The second minor consequence of Christ's assumption of humanity was, that, being such as he was, he could not help suffering; in other words, the obligatory and the desired were also the inevitable. Since he was a being of perfect purity, contact with the sin of the race, of which he was a member, necessarily involved an actual suffering, of an intenser kind than we can conceive. Sin is self-isolating, but love and righteousness have in them the instinct of human unity. In Christ all the nerves and sensibilities of humanity met. He was the only healthy member of the race. When life returns to a frozen limb, there is pain. So Christ, as the only sensitive member of a benumbed and stupefied humanity, felt all the pangs of shame and suffering which rightfully belonged to sinners; but which they could not feel, simply because of the depth of their depravity.

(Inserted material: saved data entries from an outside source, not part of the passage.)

//! # media-blob: streaming media storage core
//!
//! `media-blob` stores user files in an S3-compatible object store under
//! date-partitioned, collision-free paths and moves their bytes between a
//! framed transport and the store without buffering whole files.
//!
//! ## Quick Start
//!
//! ```rust
//! use media_blob::prelude::*;
//!
//! # #[tokio::main]
//! # async fn main() -> MediaResult<()> {
//! let store = MemoryStore::new().with_public_url("http://cdn.example.com", "media");
//! let adapter = MediaAdapter::new(store, MediaConfig::default());
//!
//! let receipt = adapter
//!     .upload("hello.txt", bytes::Bytes::from_static(b"Hello, world!"), "text/plain")
//!     .await?;
//! assert!(receipt.key.as_str().ends_with(".txt"));
//!
//! let file = adapter.download(receipt.key.as_str()).await?;
//! assert_eq!(&file.content[..], b"Hello, world!");
//! # Ok(())
//! # }
//! ```
//!
//! ## Architecture
//!
//! ```text
//! ┌─────────────────┐
//! │   Transport     │  ← frames in, frames out (HTTP/NDJSON, tests)
//! ├─────────────────┤
//! │  MediaAdapter   │  ← path policy, upload/download bridges, error mapping
//! ├─────────────────┤
//! │   MediaStore    │  ← put / get / delete / url primitives
//! └─────────────────┘
//! ```
//!
//! A streaming upload is bridged through a bounded [`conduit`]: the receive
//! loop writes chunk payloads while a concurrent task hands the reading end
//! to [`MediaStore::put`].

pub mod adapter;
mod config;
pub mod conduit;
mod error;
mod memory_store;
mod receipt;
mod s3_store;
pub mod store;
mod types;

// Re-export main types for clean API
pub use adapter::MediaAdapter;
pub use conduit::{ConduitEnd, ConduitWriter, DEFAULT_CONDUIT_DEPTH};
pub use config::MediaConfig;
pub use error::{MediaError, MediaResult, StatusCode};
pub use memory_store::MemoryStore;
pub use receipt::{DownloadedFile, FileInfo, UploadResult};
pub use s3_store::{S3Config, S3Store, MIN_PART_SIZE};
pub use store::{
    generate_key, public_url, DatedKeyStrategy, GetResult, KeyStrategy, MediaStore, PutResult,
};
pub use types::{
    ByteStream, DownloadFrame, DownloadFrames, FileMetadata, StorageKey, UploadFrame,
};

/// Prelude for convenient imports
pub mod prelude {
    pub use crate::{
        DownloadFrame, FileMetadata, MediaAdapter, MediaConfig, MediaError, MediaResult,
        MediaStore, MemoryStore, StatusCode, StorageKey, UploadFrame, UploadResult,
    };
}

Because Christ was pure, yet had united himself to a sinful and guilty race, therefore “it must needs be that Christ should suffer” (A. V.) or, “it behooved the Christ to suffer” (Rev. Vers., Acts 17:3); see also John 3:14—“so must the Son of man be lifted up”—“The Incarnation, under the actual circumstances of humanity, carried with it the necessity of the Passion” (Westcott, in Bib. Com., in loco).
Compare John Woolman's Journal, 4, 5—“O Lord, my God, the amazing horrors of darkness were gathered about me, and covered me all over, and I saw no way to go forth; I felt the depth and extent of the misery of my fellow creatures, separated from the divine harmony, and it was greater than I could bear, and I was crushed down under it; I lifted up my head, I stretched out my arm, but there was none to help me; I looked round about, and was amazed. In the depths of misery, I remembered that thou art omnipotent and that I had called thee Father.” He had vision of a “dull, gloomy mass,” darkening half the heavens, and he was told that it was “human beings, in as great misery as they could be and live; and he was mixed with them, and henceforth he might not consider himself a distinct and separate being.”